Loi modifiant la Loi sur les transports au Canada afin de promouvoir le bilinguisme dans le transport aérien au Canada, comportant d'autres mesures et modifiant d'autres lois en conséquence.
Attendu :
que les Canadiens accordent une grande importance aux droits linguistiques et reconnaissent la valeur des deux langues officielles du Canada, soit le français et l'anglais;
que le gouvernement du Canada est déterminé à améliorer le caractère bilingue et à favoriser l'égalité de l'anglais et du français dans l'ensemble du réseau de transport canadien;
que le Rapport de l'Examen de la Loi sur les transports au Canada déposé le 25 février 2016 par l'honorable ministre des Transports recommande que les passagers bénéficient d'un guichet unique pour le dépôt de plaintes liées à des voyages;
et que le gouvernement du Canada est résolu à coopérer avec les transporteurs aériens canadiens et à les encourager dans la promotion de la reconnaissance et de l'usage de l'anglais et du français;
Sa Majesté, sur l'avis et avec le consentement du Sénat et de la Chambre des communes du Canada, édicte :
Définitions
Interprétation
- Les définitions qui suivent s'appliquent au présent article :
« transporteur aérien canadien
» désigne tout Canadien qui fournit des services aériens aux termes d'une licence intérieure, d'une licence internationale service régulier ou d'une licence internationale service à la demande accordée dans le cadre de la présente loi. (Canadian Air Carrier)
…
Communications et services aux voyageurs
Loi sur les transports au Canada
- La Loi sur les transports au Canada est modifiée pour inclure ce qui suit après le paragraphe 85.1 :
Langues officielles
85.2 (1) Il incombe aux transporteurs aériens canadiens offrant des services aux voyageurs de veiller à ce que ceux-ci puissent, dans l'une ou l'autre des langues officielles, communiquer avec leurs bureaux et en recevoir les services, là où, au Canada, l'emploi de cette langue fait l'objet d'une demande importante.
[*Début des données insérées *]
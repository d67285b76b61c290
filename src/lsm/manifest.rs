//! Live-SSTable registry of the LSM engine.
//!
//! The manifest is a small text file naming every live SSTable in
//! creation order, plus the monotonic id counter for the next table:
//!
//! ```text
//! nextSstId=7
//! sst=sst-000004.dat
//! sst=sst-000006.dat
//! ```
//!
//! Every mutation rewrites the whole file to a sibling `.tmp` and
//! atomically renames it over the canonical path, then fsyncs the
//! directory. Readers observe either the old or the new list, never a
//! partial one — this rename is the commit point for flushes and
//! compactions.

use std::{
    fs::{self, File, OpenOptions},
    io::{self, Read, Write},
    path::{Path, PathBuf},
};

use thiserror::Error;
use tracing::{debug, info};

use crate::fsync_dir;

const MANIFEST_FILENAME: &str = "manifest.txt";
const TMP_SUFFIX: &str = ".tmp";
const NEXT_ID_KEY: &str = "nextSstId";
const SST_KEY: &str = "sst";

// ------------------------------------------------------------------------------------------------
// Error Types
// ------------------------------------------------------------------------------------------------

/// Errors returned by manifest operations.
#[derive(Debug, Error)]
#[non_exhaustive]
pub enum ManifestError {
    /// Underlying I/O error.
    #[error("I/O error: {0}")]
    Io(#[from] io::Error),

    /// Unparseable directive line or missing counter.
    #[error("corrupt manifest: {0}")]
    Corrupt(String),
}

// ------------------------------------------------------------------------------------------------
// Manifest core
// ------------------------------------------------------------------------------------------------

/// In-memory manifest state with atomic persistence.
#[derive(Debug)]
pub struct Manifest {
    dir: PathBuf,
    next_sst_id: u64,
    /// Live SSTable file names, oldest first (append order = creation order).
    sstables: Vec<String>,
}

impl Manifest {
    /// Loads the manifest from `dir`, or creates and persists a fresh
    /// one (`nextSstId=1`, no tables) if the file is absent.
    pub fn load_or_create(dir: &Path) -> Result<Self, ManifestError> {
        let path = dir.join(MANIFEST_FILENAME);

        if !path.exists() {
            let manifest = Self {
                dir: dir.to_path_buf(),
                next_sst_id: 1,
                sstables: Vec::new(),
            };
            manifest.persist()?;
            info!(path = %path.display(), "manifest created");
            return Ok(manifest);
        }

        let mut text = String::new();
        File::open(&path)?.read_to_string(&mut text)?;

        let mut next_sst_id: Option<u64> = None;
        let mut sstables = Vec::new();

        for line in text.lines() {
            let line = line.trim();
            if line.is_empty() {
                continue;
            }
            match line.split_once('=') {
                Some((NEXT_ID_KEY, value)) => {
                    let id = value.parse::<u64>().map_err(|_| {
                        ManifestError::Corrupt(format!("bad {NEXT_ID_KEY} value {value:?}"))
                    })?;
                    next_sst_id = Some(id);
                }
                Some((SST_KEY, name)) => sstables.push(name.to_string()),
                _ => {
                    return Err(ManifestError::Corrupt(format!(
                        "unrecognized directive {line:?}"
                    )));
                }
            }
        }

        let next_sst_id = next_sst_id
            .ok_or_else(|| ManifestError::Corrupt(format!("missing {NEXT_ID_KEY} directive")))?;

        debug!(
            path = %path.display(),
            next_sst_id,
            sstables = sstables.len(),
            "manifest loaded"
        );

        Ok(Self {
            dir: dir.to_path_buf(),
            next_sst_id,
            sstables,
        })
    }

    /// Allocates the next SSTable id (post-increment) and persists the
    /// advanced counter.
    pub fn next_id(&mut self) -> Result<u64, ManifestError> {
        let id = self.next_sst_id;
        self.next_sst_id += 1;
        self.persist()?;
        Ok(id)
    }

    /// Appends a newly published SSTable and persists atomically.
    pub fn add_sstable(&mut self, name: &str) -> Result<(), ManifestError> {
        self.sstables.push(name.to_string());
        self.persist()?;
        info!(name = %name, live = self.sstables.len(), "SSTable added to manifest");
        Ok(())
    }

    /// Replaces the whole live set with a single merged table and
    /// persists atomically. Used by full compaction.
    pub fn replace_all_with(&mut self, name: &str) -> Result<(), ManifestError> {
        self.sstables.clear();
        self.sstables.push(name.to_string());
        self.persist()?;
        info!(name = %name, "manifest swapped to compacted SSTable");
        Ok(())
    }

    /// Live SSTable names, oldest first.
    pub fn sstables_oldest_to_newest(&self) -> &[String] {
        &self.sstables
    }

    /// Live SSTable names, newest first (read-path order).
    pub fn sstables_newest_first(&self) -> impl Iterator<Item = &String> {
        self.sstables.iter().rev()
    }

    /// Number of live SSTables.
    pub fn sstable_count(&self) -> usize {
        self.sstables.len()
    }

    fn persist(&self) -> Result<(), ManifestError> {
        let path = self.dir.join(MANIFEST_FILENAME);
        let tmp_path = self.dir.join(format!("{MANIFEST_FILENAME}{TMP_SUFFIX}"));

        let mut text = format!("{NEXT_ID_KEY}={}\n", self.next_sst_id);
        for name in &self.sstables {
            text.push_str(&format!("{SST_KEY}={name}\n"));
        }

        {
            let mut f = OpenOptions::new()
                .create(true)
                .write(true)
                .truncate(true)
                .open(&tmp_path)?;
            f.write_all(text.as_bytes())?;
            f.sync_all()?;
        }

        fs::rename(&tmp_path, &path)?;
        fsync_dir(&self.dir)?;
        Ok(())
    }
}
(2) Il incombe aux transporteurs aériens canadiens de veiller à ce que, dans les bureaux visés au paragraphe (1), les services réglementaires offerts aux voyageurs par des tiers conventionnés par eux à cette fin le soient, dans les deux langues officielles, selon les modalités réglementaires établies par [le gouverneur en conseil ou l'Office].
Règlements
(3) [L'Office ou le gouverneur en conseil] peut, par règlement :
- a) déterminer, pour l'application du paragraphe (1), les circonstances dans lesquelles il y a demande importante;
- b) en cas de silence de la présente loi, déterminer les circonstances dans lesquelles il incombe aux transporteurs aériens canadiens de veiller à ce que le public puisse communiquer avec leurs bureaux, ou recevoir les services de ceux-ci, dans l'une ou l'autre langue officielle;
- c) déterminer les services visés au paragraphe (2) et les modalités de leur fourniture;
- d) définir «
population de la minorité francophone ou anglophone
» pour l'application de l'alinéa (4)a).
(4) Le [gouverneur en conseil ou l'Office] peut, pour déterminer les circonstances visées à l'alinéa (3), tenir compte :
- a) de la population de la minorité francophone ou anglophone de la région desservie par un transporteur aérien canadien, de la spécificité de cette minorité et de la proportion que celle-ci représente par rapport à la population totale de cette région;
- b) du volume des communications ou des services assurés entre un bureau d'un transporteur aérien canadien et les utilisateurs de l'une ou l'autre langue officielle;
- c) de tout autre critère que [le gouverneur en conseil ou l'Office] juge indiqué.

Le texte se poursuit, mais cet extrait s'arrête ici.